> [Data provided]
// Licensed under the Apache-2.0 license

//! OCP recovery command framing. A write packet carries the command
//! code, a 16-bit little-endian payload length, the payload and a PEC
//! byte; a read is a bare [command, pec] request answered by a
//! length-prefixed, PEC-terminated response.

use crate::{calculate_pec, ModelError};
use num_enum::{IntoPrimitive, TryFromPrimitive};

/// PROT_CAP responses always carry this many bytes.
pub const PROT_CAP_LEN: usize = 15;

/// Device status codes (DEVICE_STATUS byte 0).
pub mod device_status_code {
    pub const DEVICE_HEALTHY: u8 = 0x1;
    pub const RECOVERY_MODE: u8 = 0x3;
    pub const RECOVERY_PENDING: u8 = 0x4;
}

/// Protocol error codes (DEVICE_STATUS byte 1).
pub mod protocol_error_code {
    pub const NO_ERROR: u8 = 0x0;
    pub const PEC_ERROR: u8 = 0x4;
}

/// Device recovery status codes (RECOVERY_STATUS bits 3:0).
pub mod dev_rec_status_code {
    pub const AWAITING_IMAGE: u8 = 0x1;
    pub const BOOTING_IMAGE: u8 = 0x2;
    pub const RECOVERY_SUCCESS: u8 = 0x3;
}

#[derive(Clone, Copy, Debug, PartialEq, Eq, IntoPrimitive, TryFromPrimitive)]
#[repr(u8)]
pub enum RecoveryCommand {
    ProtCap = 34,
    DeviceId = 35,
    DeviceStatus = 36,
    DeviceReset = 37,
    RecoveryCtrl = 38,
    RecoveryStatus = 39,
    HwStatus = 40,
    IndirectCtrl = 41,
    IndirectStatus = 42,
    IndirectData = 43,
    Vendor = 44,
    IndirectFifoCtrl = 45,
    IndirectFifoStatus = 46,
    IndirectFifoData = 47,
}

/// Frames a recovery write: `[cmd, len_lsb, len_msb, payload.., pec]`.
pub fn write_packet(command: RecoveryCommand, payload: &[u8]) -> Result<Vec<u8>, ModelError> {
    if payload.len() > 0xffff {
        return Err(ModelError::PayloadTooLarge(payload.len()));
    }
    let mut packet = Vec::with_capacity(payload.len() + 4);
    packet.push(command.into());
    packet.extend_from_slice(&(payload.len() as u16).to_le_bytes());
    packet.extend_from_slice(payload);
    packet.push(calculate_pec(&packet));
    Ok(packet)
}

/// Frames a recovery read request: `[cmd, pec]`.
pub fn read_request(command: RecoveryCommand) -> Vec<u8> {
    let cmd: u8 = command.into();
    vec![cmd, calculate_pec(&[cmd])]
}

/// Frames a recovery read response: `[len_lsb, len_msb, payload.., pec]`.
/// The PEC covers the length prefix and the payload.
pub fn read_response(payload: &[u8]) -> Result<Vec<u8>, ModelError> {
    if payload.len() > 0xffff {
        return Err(ModelError::PayloadTooLarge(payload.len()));
    }
    let mut packet = Vec::with_capacity(payload.len() + 3);
    packet.extend_from_slice(&(payload.len() as u16).to_le_bytes());
    packet.extend_from_slice(payload);
    packet.push(calculate_pec(&packet));
    Ok(packet)
}

/// Parses a recovery read response stream: 2-byte little-endian length,
/// then payload, then one PEC byte.
///
/// The length prefix and the PEC byte are mandatory; a stream that ends
/// inside either is a transport desync. A payload shorter than the
/// advertised length is accepted and the PEC verdict covers the bytes
/// that actually arrived.
pub fn parse_read_response(raw: &[u8]) -> Result<(Vec<u8>, bool), ModelError> {
    if raw.len() < 3 {
        return Err(ModelError::TruncatedHeader);
    }
    let advertised = u16::from_le_bytes([raw[0], raw[1]]) as usize;
    let body = &raw[2..];
    let taken = advertised.min(body.len() - 1);
    let payload = body[..taken].to_vec();
    let pec = body[taken];
    let pec_ok = calculate_pec(&raw[..2 + taken]) == pec;
    Ok((payload, pec_ok))
}

#[cfg(test)]
mod tests {
    use super::*;

    #[test]
    fn test_write_packet_layout() {
        let packet =
            write_packet(RecoveryCommand::DeviceReset, &[0xaa, 0xbb, 0xcc, 0xdd]).unwrap();
        assert_eq!(packet[0], 37);
        assert_eq!(&packet[1..3], &[0x04, 0x00]);
        assert_eq!(&packet[3..7], &[0xaa, 0xbb, 0xcc, 0xdd]);
        assert_eq!(packet[7], calculate_pec(&packet[..7]));
        assert_eq!(packet.len(), 8);
    }

    #[test]
    fn test_write_packet_length_encoding() {
        let payload = vec![0x5a; 0x1234];
        let packet = write_packet(RecoveryCommand::IndirectFifoData, &payload).unwrap();
        assert_eq!(&packet[1..3], &[0x34, 0x12]);
        assert_eq!(packet.len(), payload.len() + 4);
    }

    #[test]
    fn test_write_packet_too_large() {
        let payload = vec![0; 0x10000];
        assert_eq!(
            write_packet(RecoveryCommand::IndirectFifoData, &payload),
            Err(ModelError::PayloadTooLarge(0x10000))
        );
    }

    #[test]
    fn test_read_request() {
        let request = read_request(RecoveryCommand::ProtCap);
        assert_eq!(request[0], 34);
        assert_eq!(request[1], calculate_pec(&[34]));
        assert_eq!(hex::encode(&request), format!("22{:02x}", request[1]));
    }

    #[test]
    fn test_parse_round_trip() {
        let payload: Vec<u8> = (0..PROT_CAP_LEN as u8).collect();
        let raw = read_response(&payload).unwrap();
        assert_eq!(&raw[..2], &[15, 0]);

        let (parsed, pec_ok) = parse_read_response(&raw).unwrap();
        assert!(pec_ok);
        assert_eq!(parsed, payload);
    }

    #[test]
    fn test_parse_flags_corruption() {
        let payload = [0xde, 0xad, 0xbe, 0xef];
        let mut raw = Vec::new();
        raw.extend_from_slice(&4u16.to_le_bytes());
        raw.extend_from_slice(&payload);
        raw.push(calculate_pec(&raw));
        raw[3] ^= 0x40;

        let (_, pec_ok) = parse_read_response(&raw).unwrap();
        assert!(!pec_ok);
    }

    #[test]
    fn test_parse_short_payload_fails_pec() {
        // advertises 8 bytes but only 4 arrive before the PEC computed
        // over the full packet
        let payload = [0x11, 0x22, 0x33, 0x44, 0x55, 0x66, 0x77, 0x88];
        let mut full = Vec::new();
        full.extend_from_slice(&8u16.to_le_bytes());
        full.extend_from_slice(&payload);
        let pec = calculate_pec(&full);
        let mut short = full[..6].to_vec();
        short.push(pec);

        let (parsed, pec_ok) = parse_read_response(&short).unwrap();
        assert_eq!(parsed.len(), 4);
        assert!(!pec_ok);
    }

    #[test]
    fn test_parse_truncated_header() {
        assert_eq!(
            parse_read_response(&[]),
            Err(ModelError::TruncatedHeader)
        );
        assert_eq!(
            parse_read_response(&[0x04]),
            Err(ModelError::TruncatedHeader)
        );
        assert_eq!(
            parse_read_response(&[0x04, 0x00]),
            Err(ModelError::TruncatedHeader)
        );
    }

    #[test]
    fn test_command_codes() {
        assert_eq!(u8::from(RecoveryCommand::ProtCap), 34);
        assert_eq!(u8::from(RecoveryCommand::IndirectFifoData), 47);
        assert_eq!(
            RecoveryCommand::try_from(45).unwrap(),
            RecoveryCommand::IndirectFifoCtrl
        );
        assert!(RecoveryCommand::try_from(48).is_err());
    }
}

> [Required work] Take every line above where "TryFromPrimitive" appears and copy it.

> [Response area]
use num_enum::{IntoPrimitive, TryFromPrimitive};
#[derive(Clone, Copy, Debug, PartialEq, Eq, IntoPrimitive, TryFromPrimitive)]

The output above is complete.